---------- GIVEN DATA

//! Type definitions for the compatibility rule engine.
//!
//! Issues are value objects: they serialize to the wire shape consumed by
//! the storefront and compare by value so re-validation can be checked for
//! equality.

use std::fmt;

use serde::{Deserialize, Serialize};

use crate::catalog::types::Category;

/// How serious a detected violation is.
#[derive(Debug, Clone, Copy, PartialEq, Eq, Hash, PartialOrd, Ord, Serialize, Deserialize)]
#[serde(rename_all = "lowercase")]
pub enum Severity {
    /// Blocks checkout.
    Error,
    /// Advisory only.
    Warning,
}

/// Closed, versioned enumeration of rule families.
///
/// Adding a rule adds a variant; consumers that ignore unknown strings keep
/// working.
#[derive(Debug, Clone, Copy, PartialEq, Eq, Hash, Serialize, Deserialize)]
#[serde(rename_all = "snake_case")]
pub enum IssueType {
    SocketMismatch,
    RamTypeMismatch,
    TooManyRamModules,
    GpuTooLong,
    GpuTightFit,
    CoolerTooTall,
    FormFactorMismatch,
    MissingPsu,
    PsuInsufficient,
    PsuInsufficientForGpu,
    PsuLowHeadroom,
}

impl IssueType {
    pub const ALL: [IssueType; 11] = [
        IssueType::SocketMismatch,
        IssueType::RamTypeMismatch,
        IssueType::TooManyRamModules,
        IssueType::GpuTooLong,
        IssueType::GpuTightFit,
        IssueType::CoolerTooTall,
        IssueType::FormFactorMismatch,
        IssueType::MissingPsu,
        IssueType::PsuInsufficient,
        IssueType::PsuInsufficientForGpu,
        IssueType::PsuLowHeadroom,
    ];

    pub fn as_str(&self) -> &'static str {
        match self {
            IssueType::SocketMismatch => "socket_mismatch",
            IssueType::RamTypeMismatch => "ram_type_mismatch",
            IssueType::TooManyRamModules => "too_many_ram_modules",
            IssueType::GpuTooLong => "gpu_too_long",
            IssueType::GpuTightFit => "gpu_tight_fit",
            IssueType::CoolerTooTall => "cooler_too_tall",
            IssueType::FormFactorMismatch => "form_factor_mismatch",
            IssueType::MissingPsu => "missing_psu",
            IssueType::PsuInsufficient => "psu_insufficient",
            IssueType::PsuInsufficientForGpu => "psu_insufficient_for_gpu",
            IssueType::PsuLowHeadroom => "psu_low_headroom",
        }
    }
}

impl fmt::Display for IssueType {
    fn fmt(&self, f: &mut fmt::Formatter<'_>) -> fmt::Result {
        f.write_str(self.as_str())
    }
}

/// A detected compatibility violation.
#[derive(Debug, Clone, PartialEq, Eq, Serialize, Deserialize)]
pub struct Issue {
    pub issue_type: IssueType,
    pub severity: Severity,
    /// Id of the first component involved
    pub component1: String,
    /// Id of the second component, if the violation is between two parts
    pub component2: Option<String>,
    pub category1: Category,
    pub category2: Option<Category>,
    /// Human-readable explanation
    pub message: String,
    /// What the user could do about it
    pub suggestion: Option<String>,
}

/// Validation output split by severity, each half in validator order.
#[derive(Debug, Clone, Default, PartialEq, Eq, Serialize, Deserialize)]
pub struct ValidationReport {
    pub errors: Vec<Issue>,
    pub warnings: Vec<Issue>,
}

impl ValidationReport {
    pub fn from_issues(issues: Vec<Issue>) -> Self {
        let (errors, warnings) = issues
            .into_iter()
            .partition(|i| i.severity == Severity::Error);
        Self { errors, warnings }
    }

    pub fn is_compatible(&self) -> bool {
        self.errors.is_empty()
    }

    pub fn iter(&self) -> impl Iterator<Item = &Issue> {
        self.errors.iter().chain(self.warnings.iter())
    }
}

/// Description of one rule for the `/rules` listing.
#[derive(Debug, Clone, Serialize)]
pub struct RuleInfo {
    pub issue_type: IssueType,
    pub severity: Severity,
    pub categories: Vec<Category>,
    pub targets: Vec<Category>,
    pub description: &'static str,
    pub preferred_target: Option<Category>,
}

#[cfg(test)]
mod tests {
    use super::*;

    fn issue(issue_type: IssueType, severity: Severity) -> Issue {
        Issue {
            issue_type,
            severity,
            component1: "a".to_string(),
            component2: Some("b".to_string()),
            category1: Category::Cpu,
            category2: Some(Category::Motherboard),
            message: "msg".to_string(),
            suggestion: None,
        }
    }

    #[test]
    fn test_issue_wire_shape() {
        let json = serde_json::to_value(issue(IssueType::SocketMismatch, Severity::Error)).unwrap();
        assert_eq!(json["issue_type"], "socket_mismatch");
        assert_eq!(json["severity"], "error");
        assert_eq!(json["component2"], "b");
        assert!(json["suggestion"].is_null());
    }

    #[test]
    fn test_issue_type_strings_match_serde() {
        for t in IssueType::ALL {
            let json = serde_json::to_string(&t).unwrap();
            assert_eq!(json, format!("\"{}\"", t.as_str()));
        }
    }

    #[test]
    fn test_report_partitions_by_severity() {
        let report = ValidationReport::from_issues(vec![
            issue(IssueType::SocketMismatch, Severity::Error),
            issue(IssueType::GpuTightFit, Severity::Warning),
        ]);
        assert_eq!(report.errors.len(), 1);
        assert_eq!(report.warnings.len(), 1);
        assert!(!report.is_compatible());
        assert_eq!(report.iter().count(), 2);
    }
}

--------------------

▶ _PROMPT_
The lines of the data, from the first through the one containing "detected violation is.", are to be transcribed exactly.

▶ _REPLY_
//! Type definitions for the compatibility rule engine.
//!
//! Issues are value objects: they serialize to the wire shape consumed by
//! the storefront and compare by value so re-validation can be checked for
//! equality.

use std::fmt;

use serde::{Deserialize, Serialize};

use crate::catalog::types::Category;

/// How serious a detected violation is.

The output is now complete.